Judgments, Values, and Childbirth

Finally, the ruling offers some interesting reflections on the choices made about childbirth. The duty Mrs Montgomery claimed that had she been informed about the risk of shoulder dystocia, she would have requested a caesarean section. The defendant obstetrician confirms this view, noting that “if you were to mention shoulder dystocia to every [diabetic] patient, if you were to mention to any mother who faces labour that there is a very small risk of the baby dying in labour, then everyone would ask for a caesarean section, and it’s not in the maternal interests for women to have caesarean sections”. The rise in the number of caesarean sections has undoubtedly caused concern in many quarters.[4]   Lady Hale offers a robust defence of the choice of women like Mrs Montgomery, who have are at a heightened risk from vaginal delivery. Lady Hale expresses concern at Dr McLellan’s rationale that offering a caesarean was not appropriate because “…it’s not in the maternal interests for women to have caesarean sections”. According to Lady Hale, “Whatever Dr McLellan may have had in mind, this does not look like a purely medical judgment.
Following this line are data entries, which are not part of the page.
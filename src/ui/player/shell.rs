// SPDX-License-Identifier: MPL-2.0
//! Player shell: composition root of the player widget.
//!
//! Holds the canonical playback state, forwards commands to the media
//! element, and routes every visual change through the [`Animator`].
//! Commands issued after the element was detached are ignored.

use super::{clock, controls, overlay, progress, volume, ViewContext};
use crate::error::Error;
use crate::i18n::fluent::I18n;
use crate::media::{MediaElement, MediaEvent, MediaSource, Volume};
use crate::motion::{Animation, Animator, Easing, Property, Target};
use crate::ui::design_tokens::{opacity, spacing, typography};
use crate::ui::state::IdleTimeout;
use crate::ui::styles;
use crate::ui::widgets::ProgressTrack;
use iced::widget::{column, container, mouse_area, row, stack, text, tooltip, Space, Text};
use iced::{event, mouse, window, Alignment, Element, Event, Length, Padding, Subscription};
use std::time::{Duration, Instant};

/// Player entrance: wait, fade duration and starting downward offset.
pub const INTRO_DELAY_MS: u64 = 200;
pub const INTRO_MS: u64 = 800;
pub const INTRO_OFFSET_Y: f32 = 30.0;

/// Startup settings of a player.
#[derive(Debug, Clone, Copy, Default)]
pub struct Settings {
    pub idle_timeout: IdleTimeout,
    pub initial_volume: Volume,
}

#[derive(Debug, Clone)]
pub enum Message {
    Media(MediaEvent),
    Controls(controls::Message),
    Progress(progress::Message),
    Volume(volume::Message),
    TogglePlay,
    /// Seek to a position in seconds.
    Seek(f64),
    SetVolume(f32),
    ToggleFullscreen,
    /// Completion of a window mode change.
    FullscreenChanged(Result<bool, Error>),
    PointerMoved,
    PointerLeft,
    IdleExpired(u64),
    AnimationFrame(Instant),
    /// Tear down: drop the element and its notifications.
    Detach,
}

/// Work the shell needs from the runtime.
#[derive(Debug, Clone, Copy, PartialEq, Eq)]
pub enum Effect {
    None,
    /// Deliver `Message::IdleExpired(generation)` after `delay`.
    ArmIdleTimer { generation: u64, delay: Duration },
    /// Enter (`true`) or leave fullscreen.
    SetFullscreen(bool),
}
It looks like a judgment that vaginal delivery is in some way morally preferable to a caesarean section: so much so that it justifies depriving the pregnant woman of the information needed for her to make a free choice in the matter.” The ruling in Montgomery calls for conversations between patients and doctors about how best to make sense of the data on risks and side-effects in such a way that the patient can apply it to their own circumstances and reach a decision that she can live with. Questions about how information is to be appropriately communicated are likely to become key. Whether the necessary resources will be made available to support these choices remains to be seen.

[1] Montgomery v Lanarkshire Health Board (Scotland) [2015] UKSC 11

[2] Sidaway v Bethlem Royal Hospital and the Maudesley Hospital Health Authority and Others [1985] AC 871.

[3] [1998] 48 BMLR 118.

[4] See, eg Gibbons et al, The Global Numbers and Costs of Additionally Needed and Unnecessary Caesarean Sections Performed per Year: Overuse as a Barrier to Universal Coverage, World Health Report (2010) Background Paper, No 30.